Work with the Royal Family
Tallon's first job in the Royal Household was as a junior assistant, at Easter Court at Windsor in 1951, at age 15. He had been writing letters asking for work with the Household for the previous five years. He was later employed at Buckingham Palace. He was set to join Queen Elizabeth II on her Commonwealth tour in 1953-1954 but was kept back and did his National Service with the RAF. Subsequently, he asked Queen Elizabeth The Queen Mother if he could join the staff at her home, Clarence House. She agreed, and he remained with her until her death. In 1978, Tallon succeeded Walter Taylor as Steward and Page of the Backstairs. He would thus earn the tabloid nickname "Backstairs Billy". Tallon was on duty from early in the morning until the Queen Mother went to bed; he entered her private rooms without knocking, and bought the Christmas presents which she gave to others.

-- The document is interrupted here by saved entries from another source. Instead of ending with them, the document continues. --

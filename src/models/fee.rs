//! Fees and the overdue fine policy

use chrono::{DateTime, Utc};
use rust_decimal::Decimal;
use serde::{Deserialize, Serialize};
use sqlx::FromRow;
use utoipa::ToSchema;

use crate::config::LoansConfig;

use super::loan::{due_date, BorrowRecord};

/// Fee model from database. Never mutated once written.
#[derive(Debug, Clone, PartialEq, Serialize, Deserialize, FromRow, ToSchema)]
pub struct Fee {
    pub id: i32,
    pub user_id: i32,
    pub borrow_record_id: Option<i32>,
    pub created_at: DateTime<Utc>,
    #[serde(with = "rust_decimal::serde::float")]
    #[schema(value_type = f64)]
    pub amount: Decimal,
    pub reason: String,
}

/// Fee joined with the name of the user it is charged to
#[derive(Debug, Clone, PartialEq, Serialize, Deserialize, FromRow, ToSchema)]
pub struct FeeDetails {
    #[sqlx(flatten)]
    #[serde(flatten)]
    pub fee: Fee,
    pub user_fullname: String,
}

/// Loan period and linear per-day fine
#[derive(Debug, Clone, Copy, PartialEq)]
pub struct FinePolicy {
    pub loan_period_days: i64,
    pub rate_per_day: Decimal,
}

/// Fine owed by one record at one instant
#[derive(Debug, Clone, Copy, PartialEq, Eq)]
pub struct FineAssessment {
    pub days_overdue: i64,
    /// Fine for the whole overdue period
    pub total: Decimal,
    /// Overdue days not yet covered by a fee row
    pub unbilled_days: i64,
    /// Amount to charge now
    pub charge: Decimal,
}

impl FineAssessment {
    pub fn is_chargeable(&self) -> bool {
        self.charge > Decimal::ZERO
    }
}

impl Default for FinePolicy {
    fn default() -> Self {
        Self {
            loan_period_days: 14,
            rate_per_day: Decimal::ONE,
        }
    }
}

impl From<&LoansConfig> for FinePolicy {
    fn from(config: &LoansConfig) -> Self {
        Self {
            loan_period_days: config.loan_period_days,
            rate_per_day: config.fine_rate_per_day,
        }
    }
}

impl FinePolicy {
    pub fn due_date(&self, borrowed_at: DateTime<Utc>) -> DateTime<Utc> {
        due_date(borrowed_at, self.loan_period_days)
    }

    pub fn fine_for_days(&self, days: i64) -> Decimal {
        self.rate_per_day * Decimal::from(days.max(0))
    }

    /// Assess a record at `now`. Days already billed are never charged again.
    pub fn assess(&self, record: &BorrowRecord, now: DateTime<Utc>) -> FineAssessment {
        let days_overdue = record.days_overdue_at(now);
        let unbilled_days = (days_overdue - i64::from(record.billed_days)).max(0);

        FineAssessment {
            days_overdue,
            total: self.fine_for_days(days_overdue),
            unbilled_days,
            charge: self.fine_for_days(unbilled_days),
        }
    }

    /// Apply an assessment to a record: accrued fine and billing marker move forward, never back
    pub fn settle(&self, record: &mut BorrowRecord, assessment: &FineAssessment) {
        if assessment.total > record.fine {
            record.fine = assessment.total;
        }
        let days = i32::try_from(assessment.days_overdue).unwrap_or(i32::MAX);
        if days > record.billed_days {
            record.billed_days = days;
        }
    }
}

/// Fee reason for a book returned late
pub fn late_return_reason(book_title: &str) -> String {
    format!("Late return for book: {}", book_title)
}

/// Fee reason for a sweep charge on a book still out
pub fn overdue_reason(book_title: &str, from_day: i64, to_day: i64) -> String {
    if from_day == to_day {
        format!("Overdue fine for book: {} (day {})", book_title, to_day)
    } else {
        format!(
            "Overdue fine for book: {} (days {}-{})",
            book_title, from_day, to_day
        )
    }
}

/// Outcome of one fine sweep
#[derive(Debug, Clone, Default, PartialEq, Serialize, ToSchema)]
pub struct SweepReport {
    /// Overdue records examined
    pub overdue_records: usize,
    /// Fee rows created
    pub fees_created: usize,
    /// Sum of the fee rows created
    #[serde(with = "rust_decimal::serde::float")]
    #[schema(value_type = f64)]
    pub total_charged: Decimal,
}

Tallon's partner of over 30 years was Reginald Wilcock, who had become a footman at Buckingham Palace in 1954. Wilcock was a valet to the Duke of Windsor in Paris from 1957 to 1959, before joining the Queen Mother's staff at Clarence House in 1960 as a footman. He had been the House Deputy Steward and the Queen Mother's Page of the Presence since 1978. On 4 August 2000, Wilcock served the Queen Mother her 100th birthday morning tea in her room. That night, at the Royal Opera House in Covent Garden, Tallon learnt that Wilcock was dying.  A week later, on 11 August, Wilcock died, aged 66. Tallon arranged a "magnificent" funeral for him at the Queen's Chapel in Marlborough House.

After Wilcock's death, Tallon reportedly suffered from depression. He reportedly felt "sidelined" when the Queen Mother turned to a younger team of staff for her nursing care. However, when she died in 2002, at the age of 101, Tallon was said to be heartbroken. Following this, Tallon left Clarence House, where he had lived in the Lodge house. He settled in a ground-floor flat with a garden in Kennington, south east London, where he was found dead on 23 November 2007, aged 72, as a result of liver failure. Tallon's funeral took place at the Queen's Chapel in St James's Palace, with readings from Sir Derek Jacobi and Patricia Routledge. The funeral was attended by more than 200 people, including the Earl of Snowdon, Lady Sarah Chatto, June Brown, Paul O'Grady, Phyllida Law, Sir Roy Strong, Roy Petley and Keith Barron.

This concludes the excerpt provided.